L’ex-présidente a aussi démenti que c’est l’homme d’affaires angolais qui lui avait remis la carte platinum. « La carte m’a été offerte par la Gates Foundation pour promouvoir la science (…). Je pouvais l’utiliser et je l’ai utilisée. Par la suite, j’ai fait le remboursement dans un délai raisonnable », dit-elle, précisant que l’utilisation d’une carte est ce qu’il y a de plus transparent pour les transactions financières. Elle ajoute que l’anicien Premier ministre, sir Anerood Jugnauth, était au courant de son utilisation de la carte. 

Point faible du rapport

Le rapport du graphologue Patrice Balletti pourrait contenir un point faible. C’est ce qu’a indiqué l’avocat au barreau de Paris et constitutionnaliste, Parvez Dookhy. Selon ses explications, la collecte de l’écriture manuscrite du conseiller au PMO n’a pas été faite comme dans une enquête policière. « Dans une procédure pénale, c’est la police qui aurait demandé à la personne mise en cause d’écrire plusieurs fois et c’est en faisant cela que la personne va trahir sa propre imitation de son écriture. Le possible point faible de ce rapport c’est que le graphologue n’a pas obtenu l’écriture de la personne, la collecte ayant été faite ailleurs sur un document », dit-il. 
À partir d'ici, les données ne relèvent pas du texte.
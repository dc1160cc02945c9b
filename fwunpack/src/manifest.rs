use std::fs::File;
use std::io::{BufRead, BufReader};
use std::path::Path;

use expandhp::segment::SegmentLocation;


/// One line of the segment manifest: where a compressed segment sits in the
/// firmware image and the file name its decompressed contents go to.
#[derive(Clone, Debug)]
pub(crate) struct ManifestEntry {
    pub location: SegmentLocation,
    pub output_name: String,
}


fn parse_number(text: &str) -> Option<usize> {
    if let Some(hex_digits) = text.strip_prefix("0x") {
        usize::from_str_radix(hex_digits, 16).ok()
    } else {
        text.parse().ok()
    }
}

/// Reads segment entries from a manifest file.
///
/// Each entry is a line of `offset length name`; offset and length take
/// decimal or `0x`-prefixed hexadecimal. Blank lines and lines starting
/// with `#` are skipped.
pub(crate) fn read_manifest(path: &Path) -> Vec<ManifestEntry> {
    let manifest_file = File::open(path)
        .expect("failed to open manifest file");
    let mut manifest_reader = BufReader::new(manifest_file);

    let mut string = String::new();
    let mut entries = Vec::new();
    loop {
        string.clear();
        let bytes_read = manifest_reader.read_line(&mut string)
            .expect("failed to read line");
        if bytes_read == 0 {
            break;
        }

        let trimmed = string.trim();
        if trimmed.len() == 0 {
            // empty line
            continue;
        }
        if trimmed.starts_with("#") {
            // comment
            continue;
        }

        let mut pieces = trimmed.split_whitespace();
        let offset = pieces.next().and_then(parse_number)
            .expect("manifest line is missing a valid segment offset");
        let length = pieces.next().and_then(parse_number)
            .expect("manifest line is missing a valid segment length");
        let output_name = pieces.next()
            .expect("manifest line is missing an output name");
        if pieces.next().is_some() {
            panic!("manifest line has trailing fields: {:?}", trimmed);
        }

        entries.push(ManifestEntry {
            location: SegmentLocation { offset, length },
            output_name: output_name.to_owned(),
        });
    }
    entries
}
Il précise au passage qu’une contre-expertise du rapport du graphologue est possible. « C’est d’ailleurs assez courant dans une procédure pénale, il y a une expertise et une contre-expertise. Une expertise, de surcroît graphologique, est un élément de preuve et non une preuve absolue en soit. D’ailleurs, l’expert ne peut conclure à 100% que c’est l’écriture de X ou Y. Il dira que dans ses éléments de comparaison, il y a plusieurs facteurs qui lui permettent de conclure que ça pourrait être untel, mais il ne peut affirmer à 100% que c’est untel », explique-t-il. 

Et à la question de savoir si le rapport du graphologue pourrait avoir une incidence sur les travaux de la commission d’enquête instituée contre l’ex-présidente et présidée par l’ex-juge Ashraf Caunhye, Rajen Narsinghe, Senior Lecturer à l’Université de Maurice, s’est dit d’abord surpris que le rapport n’ait pas encore été soumis. « Avec tous ces éléments, la commission d’enquête peut être rouverte. Il faut revoir les Terms of Reference. Peut-être qu’incidemment, certains de ces [nouveaux] éléments peuvent s’y retrouver », avance-t-il.